The petition shall contain the name, date of birth, address of the juvenile, the name and last known address of the juvenile's parent, guardian, or custodian and shall allege the facts which invoke jurisdiction over the juvenile. A person whose actions resulted in a conviction under G.S. 14-27.2 or G.S. 14-27.3 and the conception of the juvenile need not be named in the petition. The petition may contain information on more than one juvenile when the juveniles are from the same home and are before the court for the same reason.

Sufficient copies of the petition shall be prepared so that copies will be available for each parent if living separate and apart, the guardian, custodian, or caretaker, the guardian ad litem, the social worker, and any person determined by the court to be a necessary party."

SECTION 12.  G.S. 7B-406(a) reads as rewritten:

"(a)      Immediately after a petition has been filed alleging that a juvenile is abused, neglected, or dependent, the clerk shall issue a summons to the parent, guardian, custodian, or caretaker requiring them to appear for a hearing at the time and place stated in the summons. No summons is required for any person whose actions resulted in a conviction under G.S. 14-27.2 or G.S. 14-27.3 and the conception of the juvenile. A copy of the petition shall be attached to each summons. Service of the summons shall be completed as provided in G.S. 7B-407, but the parent of the juvenile shall not be deemed to be under a disability even though the parent is a minor."

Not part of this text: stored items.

#[cfg(test)]
mod tests {
    use super::*;
    use crate::artifact::InMemoryRegistrar;
    use crate::audit::MemoryAuditSink;
    use serde_json::json;
    use tempfile::TempDir;

    struct Fixture {
        _cache: TempDir,
        roots: Vec<TempDir>,
        index: SpecIndex,
        audit: Arc<MemoryAuditSink>,
        registrar: Arc<InMemoryRegistrar>,
    }

    fn fixture(roots: usize, policy: OverridePolicy) -> Fixture {
        let cache = TempDir::new().unwrap();
        let roots: Vec<TempDir> = (0..roots).map(|_| TempDir::new().unwrap()).collect();
        let mut config = Config::default();
        config.cache.dir = cache.path().to_string_lossy().into_owned();
        config.discovery.paths = roots.iter().map(|r| r.path().to_string_lossy().into_owned()).collect();
        config.discovery.override_policy = policy;
        let audit = Arc::new(MemoryAuditSink::new());
        let registrar = Arc::new(InMemoryRegistrar::new());
        let index = SpecIndex::new(&config, audit.clone(), registrar.clone());
        Fixture {
            _cache: cache,
            roots,
            index,
            audit,
            registrar,
        }
    }

    fn spec(name: &str, body: &str) -> String {
        format!(
            "version: \"1.0\"\nmetadata:\n  name: {name}\n  display_name: {name}\nparameters:\n  topic: {{ type: string, default: rust }}\ntemplate:\n  source: \"{body}\"\n"
        )
    }

    fn write(dir: &TempDir, file: &str, content: &str) -> PathBuf {
        let path = dir.path().join(file);
        fs::write(&path, content).unwrap();
        path
    }

    #[test]
    fn test_scan_isolates_failures() {
        let f = fixture(1, OverridePolicy::LastWins);
        write(&f.roots[0], "good.yml", &spec("good", "About {{topic}}"));
        write(&f.roots[0], "bad.yml", "version: [unclosed");
        write(&f.roots[0], "evil.yml", &spec("evil", "{{read_file topic}}"));

        let result = f.index.rescan();
        assert_eq!(result.loaded, vec!["good".to_string()]);
        assert_eq!(result.failed.len(), 2);
        assert!(f.index.get("good").is_some());
        assert!(f.index.get("evil").is_none());
        assert_eq!(f.registrar.list(), vec!["good".to_string()]);
        assert_eq!(f.audit.count(AuditEventType::SecurityViolation), 1);
    }

    #[test]
    fn test_scan_is_idempotent() {
        let f = fixture(1, OverridePolicy::LastWins);
        write(&f.roots[0], "a.yml", &spec("a", "A {{topic}}"));
        write(&f.roots[0], "b.yml", &spec("b", "B {{missing}}"));

        let first = f.index.rescan();
        let snap1 = f.index.snapshot();
        let second = f.index.rescan();
        let snap2 = f.index.snapshot();
        assert_eq!(first, second);
        assert_eq!(*snap1, *snap2);
    }

    #[test]
    fn test_reprocess_replaces_single_entry() {
        let f = fixture(1, OverridePolicy::LastWins);
        let a = write(&f.roots[0], "a.yml", &spec("a", "A {{topic}}"));
        write(&f.roots[0], "b.yml", &spec("b", "B {{topic}}"));
        f.index.rescan();
        let before_a = f.index.get("a").unwrap();
        let before_b = f.index.entry("b").unwrap();

        write(&f.roots[0], "a.yml", &spec("a", "A2 {{topic}}"));
        let outcome = f.index.reprocess_path(&a);
        assert!(matches!(outcome, ReprocessOutcome::Updated { ref id, .. } if id == "a"));

        let after_a = f.index.get("a").unwrap();
        assert_ne!(after_a.content_hash, before_a.content_hash);
        assert_eq!(f.index.len(), 2);
        assert!(Arc::ptr_eq(&before_b, &f.index.entry("b").unwrap()));
    }

    #[test]
    fn test_failed_reload_keeps_last_good() {
        let f = fixture(1, OverridePolicy::LastWins);
        let a = write(&f.roots[0], "a.yml", &spec("a", "A {{topic}}"));
        f.index.rescan();
        let good = f.index.get("a").unwrap();

        write(&f.roots[0], "a.yml", &spec("a", "A {{undeclared}}"));
        let outcome = f.index.reprocess_path(&a);
        assert!(matches!(outcome, ReprocessOutcome::Failed { .. }));
        assert_eq!(f.index.get("a").unwrap().content_hash, good.content_hash);
        assert!(!f.index.latest_result("a").unwrap().passed());
    }

    #[test]
    fn test_unchanged_file_is_skipped() {
        let f = fixture(1, OverridePolicy::LastWins);
        let a = write(&f.roots[0], "a.yml", &spec("a", "A {{topic}}"));
        f.index.rescan();
        assert_eq!(
            f.index.reprocess_path(&a),
            ReprocessOutcome::Unchanged { id: "a".to_string() }
        );
    }

    #[test]
    fn test_delete_removes_and_unregisters() {
        let f = fixture(1, OverridePolicy::LastWins);
        let a = write(&f.roots[0], "a.yml", &spec("a", "A {{topic}}"));
        f.index.rescan();
        fs::remove_file(&a).unwrap();

        assert_eq!(f.index.reprocess_path(&a), ReprocessOutcome::Removed { id: "a".to_string() });
        assert!(f.index.entry("a").is_none());
        assert!(f.registrar.list().is_empty());
    }

    #[test]
    fn test_last_wins_and_promotion_on_delete() {
        let f = fixture(2, OverridePolicy::LastWins);
        write(&f.roots[0], "dup.yml", &spec("dup", "global {{topic}}"));
        let local = write(&f.roots[1], "dup.yml", &spec("dup", "local {{topic}}"));

        let result = f.index.rescan();
        assert_eq!(result.diagnostics.len(), 1);
        assert_eq!(f.index.entry("dup").unwrap().path, local);
        assert_eq!(f.index.render("dup", Map::new()).unwrap(), "local rust");

        fs::remove_file(&local).unwrap();
        f.index.reprocess_path(&local);
        assert_eq!(f.index.render("dup", Map::new()).unwrap(), "global rust");
    }

    #[test]
    fn test_error_policy_reports_duplicate() {
        let f = fixture(2, OverridePolicy::Error);
        let global = write(&f.roots[0], "dup.yml", &spec("dup", "global {{topic}}"));
        let local = write(&f.roots[1], "dup.yml", &spec("dup", "local {{topic}}"));

        let result = f.index.rescan();
        assert_eq!(f.index.entry("dup").unwrap().path, global);
        assert!(result.failed.contains_key(&local));
    }

    #[test]
    fn test_render_uses_cache_and_validates_context() {
        let f = fixture(1, OverridePolicy::LastWins);
        write(&f.roots[0], "a.yml", &spec("a", "A {{topic}}"));
        f.index.rescan();

        let values = json!({"topic": "go"}).as_object().cloned().unwrap();
        assert_eq!(f.index.render("a", values.clone()).unwrap(), "A go");
        assert_eq!(f.index.render("a", values).unwrap(), "A go");
        assert_eq!(f.index.render_cache.lock().len(), 1);

        let bad = json!({"nope": 1}).as_object().cloned().unwrap();
        assert!(matches!(f.index.render("a", bad), Err(IndexError::Context(_))));
        assert!(matches!(f.index.render("zzz", Map::new()), Err(IndexError::NotFound(_))));
    }

    #[test]
    fn test_invalidate_evicts_artifact() {
        let f = fixture(1, OverridePolicy::LastWins);
        let a = write(&f.roots[0], "a.yml", &spec("a", "A {{topic}}"));
        f.index.rescan();
        assert!(f.index.invalidate("a"));
        assert!(f.index.get("a").is_none());
        assert!(f.registrar.list().is_empty());

        let outcome = f.index.reprocess_path(&a);
        assert!(matches!(outcome, ReprocessOutcome::Updated { .. }));
        assert!(f.index.get("a").is_some());
        assert_eq!(f.registrar.list(), vec!["a".to_string()]);
        assert_eq!(
            f.index.reprocess_path(&a),
            ReprocessOutcome::Unchanged { id: "a".to_string() }
        );
    }

    #[test]
    fn test_evict_keeps_replacement_artifact() {
        let f = fixture(1, OverridePolicy::LastWins);
        let a = write(&f.roots[0], "a.yml", &spec("a", "A {{topic}}"));
        f.index.rescan();
        let old = f.index.get("a").unwrap();

        write(&f.roots[0], "a.yml", &spec("a", "A2 {{topic}}"));
        f.index.reprocess_path(&a);
        assert!(!f.index.evict("a", Some(old.content_hash.as_str())));
        assert_ne!(f.index.get("a").unwrap().content_hash, old.content_hash);
    }

    #[test]
    fn test_superseded_reload_is_discarded() {
        let f = fixture(1, OverridePolicy::LastWins);
        let a = write(&f.roots[0], "a.yml", &spec("a", "A {{topic}}"));
        f.index.rescan();
        let before = f.index.entry("a").unwrap();
        let cached = fs::read_to_string(f.index.generator.artifact_path("a")).unwrap();
        let generated = f.audit.count(AuditEventType::ArtifactGenerated);
        let registered = f.registrar.get("a").unwrap();

        write(&f.roots[0], "a.yml", &spec("a", "A2 {{topic}}"));
        let newer = spec("a", "A3 {{topic}}");
        *f.index.before_digest_check.lock() = Some(Box::new(move |path: &Path| {
            fs::write(path, newer).unwrap();
        }));

        let outcome = f.index.reprocess_path(&a);
        assert!(outcome.is_stale());
        assert!(Arc::ptr_eq(&before, &f.index.entry("a").unwrap()));
        assert_eq!(fs::read_to_string(f.index.generator.artifact_path("a")).unwrap(), cached);
        assert_eq!(f.audit.count(AuditEventType::ArtifactGenerated), generated);
        assert_eq!(f.audit.count(AuditEventType::ReloadDiscarded), 1);
        assert_eq!(f.registrar.get("a").unwrap().content_hash, registered.content_hash);

        // The newer write is picked up by the next cycle
        let outcome = f.index.reprocess_path(&a);
        assert!(matches!(outcome, ReprocessOutcome::Updated { .. }));
        assert_eq!(f.index.render("a", Map::new()).unwrap(), "A3 rust");
    }

    #[test]
    fn test_parent_change_cascades_to_child() {
        let f = fixture(1, OverridePolicy::LastWins);
        let base = write(&f.roots[0], "base.yml", &spec("base", "{{topic}}"));
        write(
            &f.roots[0],
            "child.yml",
            "version: \"1.0\"\nextends: base\nmetadata: { name: child, display_name: Child }\ntemplate: { source: \"Child {{topic}}\" }\n",
        );
        f.index.rescan();
        assert!(f.index.get("child").is_some());

        write(
            &f.roots[0],
            "base.yml",
            "version: \"1.0\"\nmetadata: { name: base, display_name: Base }\nparameters:\n  subject: { type: string, default: x }\ntemplate: { source: \"{{subject}}\" }\n",
        );
        f.index.reprocess_path(&base);
        assert!(!f.index.latest_result("child").unwrap().passed());
    }
}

SECTION 13.  G.S. 7B-1103 is amended by adding a new subsection to read:

"(c)      No person whose actions resulted in a conviction under G.S. 14-27.2 or G.S. 14-27.3 and the conception of the juvenile may file a petition to terminate the parental rights of another with respect to that juvenile."

SECTION 14.  G.S. 7B-1104 reads as rewritten:

"§ 7B-1104.  Petition or motion.

The petition, or motion pursuant to G.S. 7B-1102, shall be verified by the petitioner or movant and shall be entitled "In Re (last name of juvenile), a minor juvenile"; and shall set forth such of the following facts as are known; and with respect to the facts which are unknown the petitioner or movant shall so state:

(1)       The name of the juvenile as it appears on the juvenile's birth certificate, the date and place of birth, and the county where the juvenile is presently residing.

(2)       The name and address of the petitioner or movant and facts sufficient to identify the petitioner or movant as one authorized by G.S. 7B-1103 to file a petition or motion.

(3)       The name and address of the parents of the juvenile. If the name or address of one or both parents is unknown to the petitioner or movant, the petitioner or movant shall set forth with particularity the petitioner's or movant's efforts to ascertain the identity or whereabouts of the parent or parents. The information may be contained in an affidavit attached to the petition or motion and incorporated therein by reference. A person whose actions resulted in a conviction under G.S. 14-27.2 or G.S. 14-27.3 and the conception of the juvenile need not be named in the petition.

(4)       The name and address of any person who has been judicially appointed as guardian of the person of the juvenile.

(5)       The name and address of any person or agency to whom custody of the juvenile has been given by a court of this or any other state; and a copy of the custody order shall be attached to the petition or motion.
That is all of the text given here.